Our results are in line with previously published findings [24], which emphasize the good accuracy of HSG in the diagnosis of pelvic adhesions. Lower accuracy has been reported [6, 25,26,27]. Goynumer G et al. [25] described high PPV of HSG in cases with severe pelvic disease; however, due to its low NPV, suspicious and even normal HSG should undergo diagnostic laparoscopy [25]. Waheed S et al. [6] reported that laparoscopy is more accurate than HSG in diagnosing pelvic adhesions; both laparoscopy and HSG are complementary. S Tanahatoe et al. [28] concluded that laparoscopy may reveal normal findings or abnormalities not requiring ART in patients with abnormal HSG even with bilateral pathology.
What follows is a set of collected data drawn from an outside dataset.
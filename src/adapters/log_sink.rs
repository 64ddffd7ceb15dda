//! Log-based event sink adapter.
//!
//! Implements [`EventSink`] by writing structured application events to
//! the ESP-IDF logger (which goes to UART / USB-CDC in production).
//! The `TELEM` line doubles as the per-cycle console report.

use log::{debug, info, warn};

use crate::app::events::AppEvent;
use crate::app::ports::EventSink;

/// Adapter that logs every [`AppEvent`] to the serial console.
pub struct LogEventSink;

impl LogEventSink {
    pub fn new() -> Self {
        Self
    }
}

impl Default for LogEventSink {
    fn default() -> Self {
        Self::new()
    }
}

impl EventSink for LogEventSink {
    fn emit(&mut self, event: &AppEvent) {
        match event {
            AppEvent::Telemetry(t) => {
                let distance = t.distance_cm.unwrap_or(-1.0);
                info!(
                    "TELEM | T={:.1}\u{00b0}C H={:.1}% | dist={:.1}cm | mode={:?} \
                     servo={}\u{00b0} | buzzer={}",
                    t.temperature_c,
                    t.humidity_pct,
                    distance,
                    t.mode,
                    t.servo_angle,
                    if t.buzzer_on { "ON" } else { "off" },
                );
            }
            AppEvent::ModeChanged { from, to } => {
                info!("MODE  | {:?} -> {:?}", from, to);
            }
            AppEvent::ServoMoved { from, to, source } => {
                info!("SERVO | {}\u{00b0} -> {}\u{00b0} ({:?})", from, to, source);
            }
            AppEvent::DirectiveDropped { angle } => {
                info!("SERVO | dropped out-of-range {}\u{00b0}", angle);
            }
            AppEvent::ServoFault { angle, error } => {
                warn!("SERVO | write to {}\u{00b0} failed: {}", angle, error);
            }
            AppEvent::BuzzerChanged(on) => {
                info!("BUZZ  | {}", if *on { "ON" } else { "off" });
            }
            AppEvent::CommandIgnored { prefix } => {
                debug!("CMD   | ignored prefix {:?}", prefix);
            }
            AppEvent::SensorSkipped(branch) => {
                warn!("SENSE | {:?} branch skipped", branch);
            }
            AppEvent::PeerConnected(conn_id) => {
                info!("LINK  | peer connected (conn_id={})", conn_id);
            }
            AppEvent::PeerDisconnected => {
                info!("LINK  | peer disconnected, advertising");
            }
            AppEvent::Started { angle } => {
                info!("START | servo parked at {}\u{00b0}", angle);
            }
            AppEvent::Shutdown => {
                info!("STOP  | outputs parked");
            }
        }
    }
}
//! Inbound remote commands.
//!
//! The control characteristic carries a free-form payload of which only
//! the first byte is significant.

/// Servo commands a connected peer can issue.
#[derive(Debug, Clone, Copy, PartialEq, Eq)]
pub enum RemoteCommand {
    /// Payload starting with `b'1'`.
    Open,
    /// Payload starting with `b'0'`.
    Close,
}

impl RemoteCommand {
    /// Decode a control-characteristic write.  Any other leading byte, or
    /// an empty payload, is not a command.
    pub fn parse(payload: &[u8]) -> Option<Self> {
        match payload.first()? {
            b'1' => Some(Self::Open),
            b'0' => Some(Self::Close),
            _ => None,
        }
    }
}
fn main() {
    println!("cargo:rerun-if-env-changed=PROXGATE_CONFIG_JSON");

    // Host builds (tests, simulation) have no ESP-IDF toolchain to export.
    #[cfg(feature = "espidf")]
    embuild::espidf::sysenv::output();
}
The American Society for Reproductive Medicine (ASRM) states that HSG is the standard test for tubal patency. Laparoscopy is indicated for women with risk factors for peritoneal disease (pelvic pain, moderate or severe endometriosis, previous pelvic infection, or surgery) or an abnormal HSG or US who do not require assisted reproductive technique, e.g., severe male factor infertility. Laparoscopy is not recommended for routine infertility work up in the absence of pelvic pathology or another specific indication (i.e., severe dysmenorrhea) [29].
Based on our study and results of previous literature [6, 20, 21, 30, 31], we can conclude that HSG is a valuable imaging modality for evaluating the genital tract of an infertile female; invasive procedures like laparoscopy and hysteroscopy are not indicated in patients with normal HSG findings and patients may be managed conservatively. Patients who had a pelvic disease or showing tubal obstruction on HSG needs further evaluation by laparoscopy.
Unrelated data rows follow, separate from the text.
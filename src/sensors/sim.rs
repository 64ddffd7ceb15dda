//! Scripted single-wire line and clocks for exercising the bit-banged
//! drivers on the host.
//!
//! Time only moves when the driver reads the clock (1 µs per read) or
//! delays, so a waveform replays deterministically regardless of host
//! speed.

use core::convert::Infallible;
use std::cell::Cell;
use std::rc::Rc;

use embedded_hal::delay::DelayNs;
use embedded_hal::digital::{ErrorType, InputPin, OutputPin};

use super::{MicrosClock, SignalLine};

#[derive(Clone, Default)]
pub struct SimTime(Rc<Cell<u64>>);

impl SimTime {
    pub fn now(&self) -> u64 {
        self.0.get()
    }

    pub fn advance(&self, us: u64) {
        self.0.set(self.0.get() + us);
    }
}

pub struct SimClock(pub SimTime);

impl MicrosClock for SimClock {
    fn now_us(&self) -> u64 {
        self.0.advance(1);
        self.0.now()
    }
}

pub struct SimDelay(pub SimTime);

impl DelayNs for SimDelay {
    fn delay_ns(&mut self, ns: u32) {
        self.0.advance(u64::from(ns.div_ceil(1_000)));
    }
}

/// A line whose level, once released, follows a script of
/// `(offset_us, level)` edges measured from the release instant.
pub struct SimLine {
    time: SimTime,
    idle_high: bool,
    script: Vec<(u64, bool)>,
    released_at: Option<u64>,
    pub driven: Vec<bool>,
}

impl SimLine {
    pub fn new(time: SimTime, idle_high: bool, script: Vec<(u64, bool)>) -> Self {
        Self {
            time,
            idle_high,
            script,
            released_at: None,
            driven: Vec::new(),
        }
    }

    /// Ranger echo: high from `start_us` for `width_us`.
    pub fn echo(time: SimTime, start_us: u64, width_us: u64) -> Self {
        Self::new(time, false, vec![(start_us, true), (start_us + width_us, false)])
    }

    /// A line that never moves after release.
    pub fn stuck(time: SimTime, high: bool) -> Self {
        Self::new(time, high, Vec::new())
    }

    /// DHT22 response plus a 40-bit frame, MSB first.
    pub fn dht_frame(time: SimTime, frame: [u8; 5]) -> Self {
        let mut script = Vec::new();
        let mut t = 30; // sensor response latency
        script.push((t, false));
        t += 80;
        script.push((t, true));
        t += 80;
        for byte in frame {
            for bit in (0..8).rev() {
                script.push((t, false));
                t += 50;
                script.push((t, true));
                t += if byte & (1 << bit) != 0 { 70 } else { 26 };
            }
        }
        script.push((t, false));
        t += 50;
        script.push((t, true));
        Self::new(time, true, script)
    }

    fn level(&self) -> bool {
        let Some(t0) = self.released_at else {
            return self.driven.last().copied().unwrap_or(self.idle_high);
        };
        let rel = self.time.now().saturating_sub(t0);
        self.script
            .iter()
            .rev()
            .find(|(at, _)| *at <= rel)
            .map_or(self.idle_high, |(_, level)| *level)
    }
}

impl ErrorType for SimLine {
    type Error = Infallible;
}

impl OutputPin for SimLine {
    fn set_low(&mut self) -> Result<(), Self::Error> {
        self.driven.push(false);
        Ok(())
    }

    fn set_high(&mut self) -> Result<(), Self::Error> {
        self.driven.push(true);
        Ok(())
    }
}

impl InputPin for SimLine {
    fn is_high(&mut self) -> Result<bool, Self::Error> {
        Ok(self.level())
    }

    fn is_low(&mut self) -> Result<bool, Self::Error> {
        Ok(!self.level())
    }
}

impl SignalLine for SimLine {
    fn make_output(&mut self) -> Result<(), Self::Error> {
        self.released_at = None;
        Ok(())
    }

    fn make_input(&mut self) -> Result<(), Self::Error> {
        self.released_at = Some(self.time.now());
        Ok(())
    }
}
We should emphasize that HSG performance could be influenced by the faulty technique and artifacts (e.g., inadvertent insertion of the cannula, insufficient uterine pressure due to vaginal reflux, premature ending of the procedure). In addition, there is an unavoidable possibility of objectiveness involved in the interpretation of results. Minimization of misdiagnosis can be achieved by understanding technique limitations, being thoughtful and highly consistent in interpretations (we observed that consultant and fellow radiologists are more consistent than resident, which may be attributed to their better visual memory to remember cases rather than increased learning curve in between reading rounds). Finally, HSG should be interpreted in association with the findings of clinical examination and symptomatology, as well as other imaging modalities (e.g., transvaginal echography).
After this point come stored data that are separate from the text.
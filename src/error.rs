//! Unified error types for the proxgate firmware.
//!
//! A single `Error` enum that every subsystem can convert into, keeping
//! boot-time error handling uniform.  All variants are `Copy` so they can
//! be passed through the control loop without allocation.
//!
//! Nothing in the control core is fatal: sensor, command and directive
//! failures are recovered locally by the caller (see `NodeService`).

use core::fmt;

// ---------------------------------------------------------------------------
// Top-level firmware error
// ---------------------------------------------------------------------------

/// Every fallible operation in the firmware funnels into this type.
#[derive(Debug, Clone, Copy, PartialEq, Eq)]
pub enum Error {
    /// A sensor could not be read or returned implausible data.
    Sensor(SensorError),
    /// An actuator command could not be applied.
    Actuator(ActuatorError),
    /// The remote link failed.
    Link(LinkError),
    /// Peripheral initialisation failed.
    Init(&'static str),
    /// Configuration is invalid.
    Config(&'static str),
}

impl fmt::Display for Error {
    fn fmt(&self, f: &mut fmt::Formatter<'_>) -> fmt::Result {
        match self {
            Self::Sensor(e) => write!(f, "sensor: {e}"),
            Self::Actuator(e) => write!(f, "actuator: {e}"),
            Self::Link(e) => write!(f, "link: {e}"),
            Self::Init(msg) => write!(f, "init: {msg}"),
            Self::Config(msg) => write!(f, "config: {msg}"),
        }
    }
}

impl core::error::Error for Error {}

// ---------------------------------------------------------------------------
// Sensor errors
// ---------------------------------------------------------------------------

#[derive(Debug, Clone, Copy, PartialEq, Eq)]
pub enum SensorError {
    /// The echo / data line never changed level within the timeout.
    EchoTimeout,
    /// A pin read or write returned an error.
    GpioFailed,
    /// DHT frame checksum did not match the payload.
    ChecksumMismatch,
    /// Reading is outside the physically plausible range.
    OutOfRange,
}

impl fmt::Display for SensorError {
    fn fmt(&self, f: &mut fmt::Formatter<'_>) -> fmt::Result {
        match self {
            Self::EchoTimeout => write!(f, "signal timeout"),
            Self::GpioFailed => write!(f, "GPIO access failed"),
            Self::ChecksumMismatch => write!(f, "checksum mismatch"),
            Self::OutOfRange => write!(f, "reading out of range"),
        }
    }
}

impl From<SensorError> for Error {
    fn from(e: SensorError) -> Self {
        Self::Sensor(e)
    }
}

// ---------------------------------------------------------------------------
// Actuator errors
// ---------------------------------------------------------------------------

#[derive(Debug, Clone, Copy, PartialEq, Eq)]
pub enum ActuatorError {
    /// Requested servo angle lies outside [-90, 90] degrees.
    AngleOutOfRange(i16),
    /// LEDC duty write failed.
    PwmWriteFailed,
}

impl fmt::Display for ActuatorError {
    fn fmt(&self, f: &mut fmt::Formatter<'_>) -> fmt::Result {
        match self {
            Self::AngleOutOfRange(deg) => write!(f, "servo angle {deg} out of range"),
            Self::PwmWriteFailed => write!(f, "PWM write failed"),
        }
    }
}

impl From<ActuatorError> for Error {
    fn from(e: ActuatorError) -> Self {
        Self::Actuator(e)
    }
}

// ---------------------------------------------------------------------------
// Remote link errors
// ---------------------------------------------------------------------------

#[derive(Debug, Clone, Copy, PartialEq, Eq)]
pub enum LinkError {
    /// No peer is connected; callers treat this as a silent skip.
    NotConnected,
    /// Payload exceeds the characteristic length.
    PayloadTooLong,
    /// The BLE stack rejected the notification (ESP-IDF return code).
    NotifyFailed(i32),
    /// The BLE controller or host stack failed to start.
    StackInitFailed,
}

impl fmt::Display for LinkError {
    fn fmt(&self, f: &mut fmt::Formatter<'_>) -> fmt::Result {
        match self {
            Self::NotConnected => write!(f, "no peer connected"),
            Self::PayloadTooLong => write!(f, "payload too long"),
            Self::NotifyFailed(rc) => write!(f, "notify failed (rc={rc})"),
            Self::StackInitFailed => write!(f, "BLE stack init failed"),
        }
    }
}

impl From<LinkError> for Error {
    fn from(e: LinkError) -> Self {
        Self::Link(e)
    }
}

// ---------------------------------------------------------------------------
// Convenience Result alias
// ---------------------------------------------------------------------------

/// Firmware-wide `Result` alias.
pub type Result<T> = core::result::Result<T, Error>;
Strengths of our study include using uniform radiographic signs among three radiologists with different experience and comparison to the gold standard test. We included suboptimal HSG examinations to decrease concordance between readers and to represent day-to-day practice.
Limitation of our study includes its retrospective nature; the radiologist was given HSG snapshot series and did not look at the real-time HSG while it was being done to be able to observe dynamic filling and spillage. Although, no limitation to either group, which will not affect inter-reader variability. Now, most clinicians prefer not to be present at HSG time and read post hoc films later to make clinical decisions. The second reading in our study might be affected by training effect and detection bias as a consequence of the first reading; to overcome this, we ensured a gap of at least 3 months between the two readings. The duration between HSG and hysteroscopy or laparoscopy may possibly contribute to bias. In the future, we encourage future research to develop a guideline with exact definitions of what should be judged as HSG.